Lots of people under estimate BF, you're not alone!

8% is completely shredded, if you don't have full abs on show then you are no where near 8%

You're probably using a machine in your gym to get measured??? They are not very accurate at all


----------



## griffo13 (Dec 7, 2009)

from your pic id say 12-14


----------



## zak007 (Nov 12, 2011)

yes a agree your not 8% most likely the machine that tested you was inaccurate


----------



## fefa987 (Mar 13, 2013)

Cheers guys!


----------



## zak007 (Nov 12, 2011)

fefa987 said:


> Cheers guys!


best thing for you to do is go to bed forget about being 8% and take the red pill


----------



## Big_Z (Nov 21, 2012)

Hotdog147 said:


> Lots of people under estimate BF, you're not alone!
> 
> 8% is completely shredded, if you don't have full abs on show then you are no where near 8%
> 
> You're probably using a machine in your gym to get measured??? They are not very accurate at all


Completely agree.


----------



## MRSTRONG (Apr 18, 2009)

if your 8% im fcuking 10% .


----------



## Dux (Nov 29, 2011)

Ah, the continued obsession with bf%

How about get to where you're happy with how you look, and whether the scales say 5% or 15%, it doesn't really matter.


----------



## Hayesy (Aug 15, 2011)

My abs didnt show until i was 6-7 mate....could be water....


----------



## Bull Terrier (May 14, 2012)

zak007 said:


> best thing for you to do is go to bed forget about being 8% and take the red pill
> 
> View attachment 113909


What's in it?
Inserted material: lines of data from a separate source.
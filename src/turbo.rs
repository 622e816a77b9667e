//! Turbo encoder and iterative turbo decoder
//!
//! A turbo code is the parallel concatenation of two systematic codes: the first encodes the
//! information bits in natural order, the second encodes them in interleaved order, and only the
//! systematic bits of the first are transmitted. The decoder exchanges extrinsic information
//! between two [`SisoDecoder`]s through the interleaver for a bounded number of iterations.
//!
//! In the buffered layout a codeword is
//! `[sys | par_n | par_i | tail_sys_n | tail_par_n | tail_sys_i | tail_par_i]`; in the standard
//! layout the systematic and both parity bits of each position are adjacent, followed by the
//! tail pairs of the natural-order code and then of the interleaved-order code.

use std::{fmt, sync::Arc};

use itertools::izip;

use crate::{
    common::check_len,
    decoder::{WaveDecoder, Waves},
    encoder::check_geometry,
    Bit, Decoder, Durations, Encoder, Error, FrameLayout, Interleaver, Llr, SihoDecoder,
    SisoDecoder, SystematicEncoder, TurboObserver,
};

/// Returns hard decision on an LLR value.
fn decide<T: Llr>(value: T) -> Bit {
    if value.is_negative() {
        Bit::One
    } else {
        Bit::Zero
    }
}

/// Checks that the codeword length matches `3 K` plus the tail lengths.
fn check_turbo_geometry(
    info_len: usize,
    codeword_len: usize,
    tail_n: usize,
    tail_i: usize,
) -> Result<(), Error> {
    check_geometry(info_len, codeword_len)?;
    if codeword_len != 3 * info_len + tail_n + tail_i {
        return Err(Error::InvalidArgument(format!(
            "'N' must equal 3 * 'K' + {tail_n} + {tail_i} ('K' = {info_len}, \
            'N' = {codeword_len})"
        )));
    }
    Ok(())
}

/// Checks that the interleaver length is `K`.
fn check_interleaver(interleaver: &Interleaver, info_len: usize) -> Result<(), Error> {
    if interleaver.length() != info_len {
        return Err(Error::LengthError(format!(
            "Interleaver length {} does not match 'K' = {info_len}",
            interleaver.length()
        )));
    }
    Ok(())
}

/// Turbo encoder built from two systematic encoders and an interleaver
#[derive(Debug)]
pub struct TurboEncoder<A, B> {
    /// Number of information bits per frame
    info_len: usize,
    /// Number of code bits per frame
    codeword_len: usize,
    /// Encoder of the natural-order information bits
    enc_n: A,
    /// Encoder of the interleaved information bits
    enc_i: B,
    /// Interleaver shared with the decoder
    interleaver: Arc<Interleaver>,
    /// Codeword layout
    layout: FrameLayout,
    /// Number of the next frame to be encoded
    next_frame_id: usize,
    /// Interleaved information bits
    u_i: Vec<Bit>,
    /// Non-systematic bits of the natural-order code
    par_n: Vec<Bit>,
    /// Non-systematic bits of the interleaved-order code
    par_i: Vec<Bit>,
}

impl<A: SystematicEncoder, B: SystematicEncoder> TurboEncoder<A, B> {
    /// Returns turbo encoder.
    ///
    /// # Parameters
    ///
    /// - `info_len`: Number of information bits per frame (`K`).
    ///
    /// - `codeword_len`: Number of code bits per frame (`N`), which must equal `3 * K` plus the
    ///   tail lengths of both encoders.
    ///
    /// - `enc_n`: Encoder of the information bits in natural order.
    ///
    /// - `enc_i`: Encoder of the information bits in interleaved order.
    ///
    /// - `interleaver`: Initialized interleaver of length `K`.
    ///
    /// - `layout`: Codeword layout.
    ///
    /// # Errors
    ///
    /// Returns an error if the geometry is invalid, if an encoder is not rate `1/2` with
    /// `K` information bits, or if the interleaver length is not `K`.
    ///
    /// # Examples
    ///
    /// ```
    /// use std::sync::Arc;
    ///
    /// use turbo_siso::{
    ///     Bit, Encoder, FrameLayout, Interleaver, InterleaverLaw, RscEncoder, Trellis,
    ///     TurboEncoder,
    /// };
    ///
    /// let layout = FrameLayout::Buffered;
    /// let enc_n = RscEncoder::new(40, 86, Trellis::lte(), layout)?;
    /// let enc_i = RscEncoder::new(40, 86, Trellis::lte(), layout)?;
    /// let mut interleaver = Interleaver::with_law(40, InterleaverLaw::Lte, false, 1)?;
    /// interleaver.init()?;
    /// let mut encoder = TurboEncoder::new(40, 132, enc_n, enc_i, Arc::new(interleaver), layout)?;
    /// let mut code_bits = [Bit::One; 132];
    /// encoder.encode_frame(&[Bit::Zero; 40], &mut code_bits)?;
    /// assert_eq!(code_bits, [Bit::Zero; 132]);
    /// # Ok::<(), Box<dyn std::error::Error>>(())
    /// ```
    pub fn new(
        info_len: usize,
        codeword_len: usize,
        enc_n: A,
        enc_i: B,
        interleaver: Arc<Interleaver>,
        layout: FrameLayout,
    ) -> Result<Self, Error> {
        for (name, enc_k, enc_len, tail) in [
            ("natural", enc_n.info_len(), enc_n.codeword_len(), enc_n.tail_length()),
            ("interleaved", enc_i.info_len(), enc_i.codeword_len(), enc_i.tail_length()),
        ] {
            if enc_k != info_len || enc_len != 2 * info_len + tail {
                return Err(Error::InvalidArgument(format!(
                    "Encoder of the {name}-order code must have K = {info_len} and \
                    N = {} (found K = {enc_k}, N = {enc_len})",
                    2 * info_len + tail
                )));
            }
        }
        check_turbo_geometry(info_len, codeword_len, enc_n.tail_length(), enc_i.tail_length())?;
        check_interleaver(&interleaver, info_len)?;
        tracing::debug!(
            "Built turbo encoder (K = {info_len}, N = {codeword_len}, layout {layout:?})"
        );
        Ok(Self {
            info_len,
            codeword_len,
            par_n: vec![Bit::Zero; enc_n.codeword_len() - info_len],
            par_i: vec![Bit::Zero; enc_i.codeword_len() - info_len],
            u_i: vec![Bit::Zero; info_len],
            enc_n,
            enc_i,
            interleaver,
            layout,
            next_frame_id: 0,
        })
    }

    /// Returns codeword layout.
    #[must_use]
    pub fn layout(&self) -> FrameLayout {
        self.layout
    }
}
DNP??


----------



## Hotdog147 (Oct 15, 2011)

Hayesy said:


> My abs didnt show until i was 6-7 mate....could be water....


You must be using one of them daft machines too then! :lol:

You're lean no doubt but 6-7% mate? Come on now!


----------



## Hayesy (Aug 15, 2011)

Hotdog147 said:


> You must be using one of them daft machines too then! :lol:
> 
> You're lean no doubt but 6-7% mate? Come on now!


Haha H your prob right but who knows how accurate these things are nowa days...i had one tell me i was 14% AND i paid 2pound to have a go at that haha....


----------



## Hotdog147 (Oct 15, 2011)

Hayesy said:


> Haha H your prob right but who knows how accurate these things are nowa days...i had one tell me i was 14% AND i paid 2pound to have a go at that haha....


It's just a fukcing number anyway! Some people seem obsessed with it! You look decent and if you're happy then who gives a fukc what some machine tells you! :lol:

Bod Pod is very accurate though but this is quite costly and IMO not worth the cost!


----------



## Hayesy (Aug 15, 2011)

Hotdog147 said:


> It's just a fukcing number anyway! Some people seem obsessed with it! You look decent and if you're happy then who gives a fukc what some machine tells you! :lol:
> 
> Bod Pod is very accurate though but this is quite costly and IMO not worth the cost!


the mirror will do for me, is you cant see your abs fukin run more or lower cals/carbs...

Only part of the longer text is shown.